Oscar Roundtable: Things are hopeless, cars get plugged in to Tesla, and Bruce Springsteen on political comedy

Ready to Report Oscars let pundits down If you missed Monday night’s Oscar show, the story was the same. It seemed like every time an environmental-themed award was announced, the show ended with even…

Oscar Roundtable: Things are hopeless, cars get plugged in to Tesla, and Bruce Springsteen on political comedy

Ready to Report

Oscars let pundits down

If you missed Monday night’s Oscar show, the story was the same. It seemed like every time an environmental-themed award was announced, the show ended with even more of that weird “A Better Way to Do It” song. With these acting and directing winners as examples, climate-conscious people now have to go on the record with their utter dismay, which they don’t deserve. At this point, it’s more fun to compare Oscar hosts Jimmy Kimmel, Kevin Hart and Jon Stewart than any worthy nominees. Are we too cynical to care about any of these errors? Uh, yes, absolutely. But it’s important that we care, and as a fan of Hollywood, I’m ready to call a moratorium on kicking the can down the road until we get this right.

Wheeling and Dealing

A striking use of a basic car trick

In other driving news, Naudig Engineering invented a dynamic retractable hardtop that, instead of opening and closing itself, extends and closes in sync with a wheel’s speed. The company expects to release the first production models early next year. We love our fixability, too.

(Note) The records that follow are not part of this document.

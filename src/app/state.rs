use serde::{Deserialize, Serialize};
use strum::{Display, EnumString};

use crate::model::{
    default_categories, Category, ContentItem, ContentKind, FocusArea, Season, ThemeMode,
    UserData, UserSettings,
};
use crate::timeline::LifeGrid;

/// Zoom level of the life grid.
#[derive(
    Debug, Clone, Copy, PartialEq, Eq, Hash, Default, Serialize, Deserialize, Display, EnumString,
)]
#[serde(rename_all = "lowercase")]
#[strum(serialize_all = "lowercase")]
pub enum ViewMode {
    Year,
    #[default]
    Month,
    Week,
}

/// Which collection the main screen is showing.
#[derive(
    Debug, Clone, Copy, PartialEq, Eq, Hash, Default, Serialize, Deserialize, Display, EnumString,
)]
#[serde(rename_all = "lowercase")]
#[strum(serialize_all = "lowercase")]
pub enum ViewState {
    #[default]
    Timeline,
    Goals,
    Memories,
    Lessons,
    Reflections,
    Focus,
}

#[derive(
    Debug, Clone, Copy, PartialEq, Eq, Hash, Default, Serialize, Deserialize, Display, EnumString,
)]
#[serde(rename_all = "lowercase")]
#[strum(serialize_all = "lowercase")]
pub enum DisplayMode {
    #[default]
    Grid,
    List,
}

/// Transient selection owned by the container; never persisted.
#[derive(Debug, Clone, Default, PartialEq, Eq)]
pub struct ViewSelection {
    pub view_mode: ViewMode,
    pub view_state: ViewState,
    pub display_mode: DisplayMode,
    pub selected_year: Option<i32>,
    pub selected_month: Option<u8>,
    pub selected_week: Option<u8>,
    pub selected_cell: Option<u32>,
    pub timeline_column: u32,
}

/// Bulk payload of `LOAD_DATA` / `INITIALIZE_APP`: every present slice replaces
/// the one in state, absent slices are left alone.
#[derive(Debug, Clone, Default, PartialEq, Serialize, Deserialize)]
#[serde(rename_all = "camelCase", default)]
pub struct LoadedData {
    #[serde(skip_serializing_if = "Option::is_none")]
    pub birth_date: Option<String>,
    #[serde(skip_serializing_if = "Option::is_none")]
    pub user: Option<UserData>,
    #[serde(skip_serializing_if = "Option::is_none")]
    pub content_items: Option<Vec<ContentItem>>,
    #[serde(skip_serializing_if = "Option::is_none")]
    pub seasons: Option<Vec<Season>>,
    #[serde(skip_serializing_if = "Option::is_none")]
    pub focus_areas: Option<Vec<FocusArea>>,
    #[serde(skip_serializing_if = "Option::is_none")]
    pub categories: Option<Vec<Category>>,
    #[serde(skip_serializing_if = "Option::is_none")]
    pub user_settings: Option<UserSettings>,
    #[serde(skip_serializing_if = "Option::is_none")]
    pub theme: Option<ThemeMode>,
}

/// Defaults used for slices that are absent from storage.
#[derive(Debug, Clone, PartialEq, Eq)]
pub struct StateDefaults {
    pub life_expectancy: u16,
    pub theme: ThemeMode,
    pub accent_color: Option<String>,
}

impl Default for StateDefaults {
    fn default() -> Self {
        Self {
            life_expectancy: crate::model::settings::DEFAULT_LIFE_EXPECTANCY,
            theme: ThemeMode::Dark,
            accent_color: None,
        }
    }
}

impl StateDefaults {
    pub fn settings(&self) -> UserSettings {
        UserSettings {
            life_expectancy: self.life_expectancy,
            ..UserSettings::default()
        }
    }

    pub fn user(&self) -> UserData {
        UserData {
            accent_color: self.accent_color.clone(),
            ..UserData::default()
        }
    }
}

#[derive(Debug, Clone, PartialEq)]
pub struct AppState {
    pub is_loading: bool,
    pub birth_date: Option<String>,
    pub user: UserData,
    pub content_items: Vec<ContentItem>,
    pub seasons: Vec<Season>,
    pub focus_areas: Vec<FocusArea>,
    pub categories: Vec<Category>,
    pub settings: UserSettings,
    pub theme: ThemeMode,
    pub view: ViewSelection,
}

impl AppState {
    /// The state a store starts in before the boot load completes.
    pub fn loading(defaults: &StateDefaults) -> Self {
        Self {
            is_loading: true,
            birth_date: None,
            user: defaults.user(),
            content_items: Vec::new(),
            seasons: Vec::new(),
            focus_areas: Vec::new(),
            categories: Vec::new(),
            settings: defaults.settings(),
            theme: defaults.theme,
            view: ViewSelection::default(),
        }
    }

    pub fn is_ready(&self) -> bool {
        !self.is_loading
    }

    pub fn content_item(&self, id: &str) -> Option<&ContentItem> {
        self.content_items.iter().find(|item| item.id == id)
    }

    pub fn items_of_kind(&self, kind: ContentKind) -> impl Iterator<Item = &ContentItem> {
        self.content_items
            .iter()
            .filter(move |item| item.kind() == kind)
    }

    /// Goals honouring the `showCompletedGoals` display toggle.
    pub fn visible_goals(&self) -> impl Iterator<Item = &ContentItem> {
        let show_completed = self.settings.show_completed_goals;
        self.items_of_kind(ContentKind::Goal)
            .filter(move |item| show_completed || !item.is_completed_goal())
    }

    pub fn focus_area(&self, id: &str) -> Option<&FocusArea> {
        self.focus_areas.iter().find(|area| area.id == id)
    }

    pub fn category(&self, id: &str) -> Option<&Category> {
        self.categories.iter().find(|category| category.id == id)
    }

    pub fn season(&self, id: &str) -> Option<&Season> {
        self.seasons.iter().find(|season| season.id == id)
    }

    /// Memories whose date falls inside the given season.
    pub fn season_memories<'a>(
        &'a self,
        season: &'a Season,
    ) -> impl Iterator<Item = &'a ContentItem> + 'a {
        self.items_of_kind(ContentKind::Memory)
            .filter(move |item| season.contains(&item.date))
    }

    pub fn life_grid(&self) -> Option<LifeGrid> {
        self.birth_date
            .as_deref()
            .and_then(|birth| LifeGrid::from_iso(birth, self.settings.life_expectancy))
    }
}

/// Categories to install when a load finds none.
pub(crate) fn seeded_categories(categories: Vec<Category>) -> Vec<Category> {
    if categories.is_empty() {
        default_categories()
    } else {
        categories
    }
}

Updated: The auto blog Jalopnik has weighed in. Here’s their take:

Doesn’t this thing look like a Transformer? With two moving engines that shift in synch with the electronic manual in direct parallel, the DP4 is a speed demon. We first saw this concept car last year, and we got excited when we saw GM recently announced it was taking a second look at the concept.

National accounts of layoffs

In the week leading up to Friday’s release of the Bureau of Labor Statistics’ July employment report, the corporations of the United States and its contractors lay off a whole bunch of workers. In all, 92,400 people lost their jobs. Based on the history of layoffs, the loss of 92,400 jobs in just two weeks might not be representative of the downward trend the U.S. economy has seen of late.

Gas station ‘barcade’ in Maryland

In journalism circles, our little gig at Poynter combines hosting, daily updates, a bit of editing and a bit of reporting, all while swigging Budweiser. We do drink a lot of booze, but we don’t actually make beer, so just “cutting it” doesn’t count. We count our drinks and also our hours, which for us add up to about 10 a day. Along those lines, there’s the hotel bar, the table in one of the bars, and then, when it’s all said and done, the bar attendant — “Mr. Batman” — who gets to tip. No, really, Batman’s name. My editor is also going to be a retired Batman.

Cameo of the day

Have you seen the stars and cars of Steve McQueen’s Great Escape on endless loop in wax? It’s pretty much a walk down memory lane of the 1970s, that time when cars with fins and “bonnets” rolled through New York City like crazy-clean green balls, because nobody had a clue that they were Japanese. Every Saturday night for a year, adults would zoom into a public library on a barge, clockwise clockwise, and play alongside their kids, while 5-year-olds’ Iggy Pop posters hung on the wall. To some, it was a nostalgic way to experience the NYC streets of their childhood (“This is what I see when I look out my rear-view mirror! This is all this region ever needed!”) Others found it nostalgic because it was the main source of their scotch.

Thank you, Steve McQueen.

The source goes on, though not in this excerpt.